Als Ausgleich zur militärischen Abstinenz begünstigt die Neutralität humanitäre Leistungen und die Vermittlung zwischen den Konfliktparteien. Neutrale Staaten sind somit nicht teilnahmslos, sie bringen sich anders ein. Sie sind auch nicht feige, sondern beweisen Mut zur Abweichung und müssen sich dafür politisch rechtfertigen. Solange Kriege geführt werden, obwohl diese angesichts dringender globaler Probleme anachronistisch sind, bleibt Neutralität ein sinnvolles Konzept: Sie gründet im Völkerrecht und priorisiert friedliche Mittel zur Lösung zwischenstaatlicher Konflikte. Neutrale ergänzen die Rolle anderer Länder. Die Schweiz tut dies als Gastgeberin, Schutzmacht und Vermittlerin. Neutrale sind auch prädestiniert, um aktiv an der Weiterentwicklung der internationalen Ordnung mitzuwirken. Hierfür bietet die für 2023/24 anstehende Mitgliedschaft im Uno-Sicherheitsrat der Schweiz eine besonders gute Gelegenheit.

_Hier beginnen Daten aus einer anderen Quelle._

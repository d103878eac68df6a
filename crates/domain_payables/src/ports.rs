//! Payables Domain Ports
//!
//! `PayablesPort` is the record store shared by request handlers and the
//! background scheduler. Every write touches exactly one record; there are
//! no multi-record transactions.
//!
//! Invoices are the one contended record. `save_invoice` is a
//! compare-and-swap on `version`: it succeeds only if the stored version
//! still equals the caller's, and returns the invoice with the bumped
//! version. A stale write fails with `PortError::Conflict`.

use async_trait::async_trait;

use core_kernel::{
    AccrualId, BatchId, DomainPort, HealthCheckable, InvoiceId, PaymentId, PortError,
    PurchaseOrderId, VendorId,
};

use crate::accrual::{Accrual, AccrualStatus};
use crate::adjustment::{Adjustment, AdjustmentQuery};
use crate::batch::BatchPayment;
use crate::invoice::{Invoice, InvoiceQuery};
use crate::payment::{Payment, PaymentQuery};
use crate::purchase_order::PurchaseOrder;
use crate::vendor::Vendor;

#[async_trait]
pub trait PayablesPort: DomainPort + HealthCheckable {
    // ========================================================================
    // Collaborator records (vendor master, purchase orders)
    // ========================================================================

    async fn get_vendor(&self, id: VendorId) -> Result<Vendor, PortError>;

    async fn save_vendor(&self, vendor: &Vendor) -> Result<(), PortError>;

    async fn get_purchase_order(&self, id: PurchaseOrderId) -> Result<Option<PurchaseOrder>, PortError>;

    async fn save_purchase_order(&self, order: &PurchaseOrder) -> Result<(), PortError>;

    // ========================================================================
    // Invoices
    // ========================================================================

    async fn get_invoice(&self, id: InvoiceId) -> Result<Invoice, PortError>;

    async fn list_invoices(&self, query: &InvoiceQuery) -> Result<Vec<Invoice>, PortError>;

    /// Stores a new invoice at version 0; conflicts on a duplicate id or number
    async fn insert_invoice(&self, invoice: &Invoice) -> Result<(), PortError>;

    /// Version-checked update; returns the stored invoice
    async fn save_invoice(&self, invoice: &Invoice) -> Result<Invoice, PortError>;

    // ========================================================================
    // Payments
    // ========================================================================

    /// Conflicts if the transaction id is already taken
    async fn insert_payment(&self, payment: &Payment) -> Result<(), PortError>;

    async fn get_payment(&self, id: PaymentId) -> Result<Payment, PortError>;

    async fn save_payment(&self, payment: &Payment) -> Result<(), PortError>;

    /// Payments matching the query, oldest first
    async fn list_payments(&self, query: &PaymentQuery) -> Result<Vec<Payment>, PortError>;

    // ========================================================================
    // Adjustments, accruals, batches
    // ========================================================================

    async fn insert_adjustment(&self, adjustment: &Adjustment) -> Result<(), PortError>;

    async fn list_adjustments(&self, query: &AdjustmentQuery) -> Result<Vec<Adjustment>, PortError>;

    async fn insert_accrual(&self, accrual: &Accrual) -> Result<(), PortError>;

    async fn get_accrual(&self, id: AccrualId) -> Result<Accrual, PortError>;

    async fn save_accrual(&self, accrual: &Accrual) -> Result<(), PortError>;

    async fn list_accruals(&self, status: Option<AccrualStatus>) -> Result<Vec<Accrual>, PortError>;

    /// Inserts or replaces a batch record
    async fn save_batch(&self, batch: &BatchPayment) -> Result<(), PortError>;

    async fn get_batch(&self, id: BatchId) -> Result<BatchPayment, PortError>;
}

/// Mock implementation of PayablesPort for testing
#[cfg(any(test, feature = "mock"))]
pub mod mock {
    use super::*;
    use std::collections::HashMap;
    use std::sync::atomic::{AtomicBool, AtomicU32, Ordering};
    use std::sync::Arc;
    use tokio::sync::RwLock;

    use core_kernel::HealthCheckResult;

    /// In-memory mock implementation of PayablesPort
    #[derive(Debug, Default)]
    pub struct MockPayablesPort {
        vendors: Arc<RwLock<HashMap<VendorId, Vendor>>>,
        orders: Arc<RwLock<HashMap<PurchaseOrderId, PurchaseOrder>>>,
        invoices: Arc<RwLock<HashMap<InvoiceId, Invoice>>>,
        payments: Arc<RwLock<Vec<Payment>>>,
        adjustments: Arc<RwLock<Vec<Adjustment>>>,
        accruals: Arc<RwLock<Vec<Accrual>>>,
        batches: Arc<RwLock<HashMap<BatchId, BatchPayment>>>,
        fail_invoice_writes: AtomicBool,
        injected_conflicts: AtomicU32,
        failing_success_saves: AtomicU32,
    }

    impl MockPayablesPort {
        pub fn new() -> Self {
            Self::default()
        }

        /// Makes invoice saves fail with a connection error until reset
        pub fn fail_invoice_writes(&self, fail: bool) {
            self.fail_invoice_writes.store(fail, Ordering::SeqCst);
        }

        /// The next `count` invoice saves lose an optimistic-concurrency race
        pub fn inject_invoice_conflicts(&self, count: u32) {
            self.injected_conflicts.store(count, Ordering::SeqCst);
        }

        /// The next `count` saves of a payment marked Success fail with a
        /// connection error
        pub fn fail_settled_payment_saves(&self, count: u32) {
            self.failing_success_saves.store(count, Ordering::SeqCst);
        }

        /// Overwrites an invoice without a version check, bumping its version
        pub async fn force_invoice(&self, invoice: Invoice) {
            let mut invoices = self.invoices.write().await;
            let version = invoices.get(&invoice.id).map_or(0, |i| i.version + 1);
            invoices.insert(invoice.id, Invoice { version, ..invoice });
        }

        fn take_injected_conflict(&self) -> bool {
            take_one(&self.injected_conflicts)
        }
    }

    fn take_one(counter: &AtomicU32) -> bool {
        counter
            .fetch_update(Ordering::SeqCst, Ordering::SeqCst, |n| n.checked_sub(1))
            .is_ok()
    }

    impl DomainPort for MockPayablesPort {}

    #[async_trait]
    impl HealthCheckable for MockPayablesPort {
        async fn health_check(&self) -> HealthCheckResult {
            HealthCheckResult::healthy("mock-payables-port")
        }
    }

    #[async_trait]
    impl PayablesPort for MockPayablesPort {
        async fn get_vendor(&self, id: VendorId) -> Result<Vendor, PortError> {
            self.vendors
                .read()
                .await
                .get(&id)
                .cloned()
                .ok_or_else(|| PortError::not_found("Vendor", id))
        }

        async fn save_vendor(&self, vendor: &Vendor) -> Result<(), PortError> {
            self.vendors.write().await.insert(vendor.id, vendor.clone());
            Ok(())
        }

        async fn get_purchase_order(&self, id: PurchaseOrderId) -> Result<Option<PurchaseOrder>, PortError> {
            Ok(self.orders.read().await.get(&id).cloned())
        }

        async fn save_purchase_order(&self, order: &PurchaseOrder) -> Result<(), PortError> {
            self.orders.write().await.insert(order.id, order.clone());
            Ok(())
        }

        async fn get_invoice(&self, id: InvoiceId) -> Result<Invoice, PortError> {
            self.invoices
                .read()
                .await
                .get(&id)
                .cloned()
                .ok_or_else(|| PortError::not_found("Invoice", id))
        }

        async fn list_invoices(&self, query: &InvoiceQuery) -> Result<Vec<Invoice>, PortError> {
            let mut invoices: Vec<Invoice> = self
                .invoices
                .read()
                .await
                .values()
                .filter(|i| query.matches(i))
                .cloned()
                .collect();
            invoices.sort_by_key(|i| i.created_at);
            Ok(invoices)
        }

        async fn insert_invoice(&self, invoice: &Invoice) -> Result<(), PortError> {
            let mut invoices = self.invoices.write().await;
            if invoices.contains_key(&invoice.id)
                || invoices.values().any(|i| i.invoice_number == invoice.invoice_number && i.vendor_id == invoice.vendor_id)
            {
                return Err(PortError::conflict(format!("invoice {} already exists", invoice.invoice_number)));
            }
            invoices.insert(invoice.id, Invoice { version: 0, ..invoice.clone() });
            Ok(())
        }

        async fn save_invoice(&self, invoice: &Invoice) -> Result<Invoice, PortError> {
            if self.fail_invoice_writes.load(Ordering::SeqCst) {
                return Err(PortError::connection("mock invoice store unavailable"));
            }
            if self.take_injected_conflict() {
                return Err(PortError::conflict(format!(
                    "invoice {} was modified concurrently (version {} is stale)",
                    invoice.id, invoice.version
                )));
            }

            let mut invoices = self.invoices.write().await;
            let stored = invoices
                .get(&invoice.id)
                .ok_or_else(|| PortError::not_found("Invoice", invoice.id))?;
            if stored.version != invoice.version {
                return Err(PortError::conflict(format!(
                    "invoice {} was modified concurrently (version {} is stale, current {})",
                    invoice.id, invoice.version, stored.version
                )));
            }
            let updated = Invoice {
                version: invoice.version + 1,
                ..invoice.clone()
            };
            invoices.insert(invoice.id, updated.clone());
            Ok(updated)
        }

        async fn insert_payment(&self, payment: &Payment) -> Result<(), PortError> {
            let mut payments = self.payments.write().await;
            if payments.iter().any(|p| p.id == payment.id || p.transaction_id == payment.transaction_id) {
                return Err(PortError::conflict(format!(
                    "transaction id {} already exists",
                    payment.transaction_id
                )));
            }
            payments.push(payment.clone());
            Ok(())
        }

        async fn get_payment(&self, id: PaymentId) -> Result<Payment, PortError> {
            self.payments
                .read()
                .await
                .iter()
                .find(|p| p.id == id)
                .cloned()
                .ok_or_else(|| PortError::not_found("Payment", id))
        }

        async fn save_payment(&self, payment: &Payment) -> Result<(), PortError> {
            if payment.payment_status == crate::payment::PaymentStatus::Success
                && take_one(&self.failing_success_saves)
            {
                return Err(PortError::connection("mock payment store unavailable"));
            }
            let mut payments = self.payments.write().await;
            let slot = payments
                .iter_mut()
                .find(|p| p.id == payment.id)
                .ok_or_else(|| PortError::not_found("Payment", payment.id))?;
            *slot = payment.clone();
            Ok(())
        }

        async fn list_payments(&self, query: &PaymentQuery) -> Result<Vec<Payment>, PortError> {
            Ok(self
                .payments
                .read()
                .await
                .iter()
                .filter(|p| query.matches(p))
                .cloned()
                .collect())
        }

        async fn insert_adjustment(&self, adjustment: &Adjustment) -> Result<(), PortError> {
            self.adjustments.write().await.push(adjustment.clone());
            Ok(())
        }

        async fn list_adjustments(&self, query: &AdjustmentQuery) -> Result<Vec<Adjustment>, PortError> {
            Ok(self
                .adjustments
                .read()
                .await
                .iter()
                .filter(|a| query.matches(a))
                .cloned()
                .collect())
        }

        async fn insert_accrual(&self, accrual: &Accrual) -> Result<(), PortError> {
            self.accruals.write().await.push(accrual.clone());
            Ok(())
        }

        async fn get_accrual(&self, id: AccrualId) -> Result<Accrual, PortError> {
            self.accruals
                .read()
                .await
                .iter()
                .find(|a| a.id == id)
                .cloned()
                .ok_or_else(|| PortError::not_found("Accrual", id))
        }

        async fn save_accrual(&self, accrual: &Accrual) -> Result<(), PortError> {
            let mut accruals = self.accruals.write().await;
            let slot = accruals
                .iter_mut()
                .find(|a| a.id == accrual.id)
                .ok_or_else(|| PortError::not_found("Accrual", accrual.id))?;
            *slot = accrual.clone();
            Ok(())
        }

        async fn list_accruals(&self, status: Option<AccrualStatus>) -> Result<Vec<Accrual>, PortError> {
            Ok(self
                .accruals
                .read()
                .await
                .iter()
                .filter(|a| status.map_or(true, |s| a.status == s))
                .cloned()
                .collect())
        }

        async fn save_batch(&self, batch: &BatchPayment) -> Result<(), PortError> {
            self.batches.write().await.insert(batch.id, batch.clone());
            Ok(())
        }

        async fn get_batch(&self, id: BatchId) -> Result<BatchPayment, PortError> {
            self.batches
                .read()
                .await
                .get(&id)
                .cloned()
                .ok_or_else(|| PortError::not_found("BatchPayment", id))
        }
    }
}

Laurent Goetschel ist Professor für Politikwissenschaft und Direktor der Schweizerischen Friedensstiftung swisspeace. Zudem ist er Mitglied der Kommission für Forschungspartnerschaften mit Entwicklungsländern (KFPE). Zu seinen Forschungsschwerpunkten gehören Fragen der Friedens- und Konfliktforschung sowie die Aussenpolitikanalyse.